The Court also heard various other issues relating to the alleged paper leak and system failure in conducting the NEET–UG-2024. The Supreme Court while hearing a batch of petitions alleging irregularities and malpractices in the conduct of the medical entrance exam, including a paper leak, asked the counsel for the parties as to what emerged from the declaration of the centre-wise and city-wise results of the exam. The Supreme Court had during the last hearing directed the NTA to publish on its website the city-wise and centre-wise results of the NEET UG-2024 by masking the identity of the candidates Appearing for the petitioners, Senior Advocate Narender Hooda told the court that the city and centre-wise results published by the NTA were incomplete as they did not reveal the ranks of candidates and serial numbers of exam centres. After the publication of the results by the NTA on its website on Saturday, many intervention applications (IA) were filed in the Apex Court, requesting a retest for the nearly 3.5 lakh top scorers in the test.
“Of the 24 lakh who appeared in the examination, 13 lakh have qualified. The total number of medical seats available is around 1,08,915,” a petitioner contended. After the NTA made the NEET-UG data public it was revealed that 22% of the 264 candidates who appeared from the Delhi Public School (DPS) centre in Rewari, Haryana, scored over 600 marks, raising allegations of copying during the exam. Earlier, the court had said that it was an admitted fact that paper leaks happened in Patna and Hazaribagh in Bihar. Both cases are still being investigated by the CBI. The Centre and the NTA, however, urged that scrapping the exam would be “counterproductive” and “seriously jeopardise” lakhs of honest candidates in the absence of any proof of large-scale breach of confidentiality. Hooda cited the example of a Gujarat student who did not do well in the Class 12exam board but did extremely well in the NEET-UG exam.
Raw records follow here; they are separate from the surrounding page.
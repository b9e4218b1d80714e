//! Real-time output stream driving the resynthesis engine.

use cpal::traits::{DeviceTrait, HostTrait, StreamTrait};

use crate::error::{MorphError, MorphResult};
use crate::params::EngineConfig;
use crate::synth::ResynthesisEngine;

/// Audio system owning the output stream
pub struct AudioSystem {
    /// Audio output stream (kept alive)
    _stream: cpal::Stream,
}

impl AudioSystem {
    /// Open the default output device and start playback.
    ///
    /// The engine moves into the callback, which then owns it exclusively:
    /// no locks or shared state between the callback and this thread.
    pub fn new(mut engine: ResynthesisEngine, engine_config: &EngineConfig) -> MorphResult<Self> {
        engine_config.validate().map_err(MorphError::InvalidConfig)?;

        // Setup audio output device
        let host = cpal::default_host();
        let device = host
            .default_output_device()
            .ok_or(MorphError::NoOutputDevice)?;

        let default_config = device
            .default_output_config()
            .map_err(|e| MorphError::StreamConfig(e.to_string()))?;

        log::info!(
            "Audio: {} (device default {}Hz, engine {}Hz)",
            device.name().unwrap_or_else(|_| "Unknown".to_string()),
            default_config.sample_rate().0,
            engine_config.sample_rate_hz
        );

        let supported = device
            .supported_output_configs()
            .map_err(|e| MorphError::StreamConfig(e.to_string()))?;
        let range = find_supported(supported, engine_config).ok_or_else(|| {
            MorphError::StreamConfig(format!(
                "device has no {}Hz {}-channel f32 output",
                engine_config.sample_rate_hz, engine_config.channels
            ))
        })?;

        let config = stream_config(engine_config, range.buffer_size());
        log::debug!("Stream buffer: {:?}", config.buffer_size);
        let channels = engine_config.channels as usize;

        // Build audio output stream
        let stream = device.build_output_stream(
            &config,
            move |data: &mut [f32], _: &cpal::OutputCallbackInfo| {
                engine.fill_interleaved(data, channels);
            },
            |err| log::error!("Audio stream error: {}", err),
            None,
        )?;

        stream.play()?;

        Ok(Self { _stream: stream })
    }
}

/// First device range offering the engine's rate and channel count as f32
fn find_supported(
    ranges: impl IntoIterator<Item = cpal::SupportedStreamConfigRange>,
    engine_config: &EngineConfig,
) -> Option<cpal::SupportedStreamConfigRange> {
    let rate = cpal::SampleRate(engine_config.sample_rate_hz);
    ranges.into_iter().find(|range| {
        range.channels() == engine_config.channels
            && range.sample_format() == cpal::SampleFormat::F32
            && range.min_sample_rate() <= rate
            && rate <= range.max_sample_rate()
    })
}

/// Fixed-rate interleaved stream configuration.
///
/// The requested buffer is clamped to what the device reports; devices that
/// report no range get the backend default.
fn stream_config(
    engine_config: &EngineConfig,
    supported: &cpal::SupportedBufferSize,
) -> cpal::StreamConfig {
    let buffer_size = match *supported {
        cpal::SupportedBufferSize::Range { min, max } if min <= max => {
            cpal::BufferSize::Fixed(engine_config.buffer_frames.clamp(min, max))
        }
        _ => cpal::BufferSize::Default,
    };

    cpal::StreamConfig {
        channels: engine_config.channels,
        sample_rate: cpal::SampleRate(engine_config.sample_rate_hz),
        buffer_size,
    }
}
The CJI remarked, “Does a student at any point of registration have to submit proof of residence? Does a candidate apply for a centre or city?” Hooda said that there is no rule that you have to show documents that you are a resident of the state where you wish to appear for the exam.
Certain private school centres are doing exceedingly well, Hooda said, both Kota and Sikar have an equal number of candidates, he added. If we calculate the number of top centres in the country where students got over 650 marks, 38 out of 50 are only from Sikar. When the CJI asked why Hardayal school students in Haryana got grace marks, Solicitor General (SG) Tushar Mehta said, “Wherever the wrong paper was given and withdrawn later, grace marks were given for time loss.” CJI then asked, “In Hardyal school, all students wrote the Canara Bank paper. Why were they given grace marks?” Hooda said there was a systemic failure in Jhajjar, the NTA first said Canara Bank paper was distributed and evaluated. They (NTA) later said no grace mark was given and the candidates were allowed extra time. In the Hardayal school, the student who got 719 marks was first at rank 68. After re-testing, the rank is 58,000.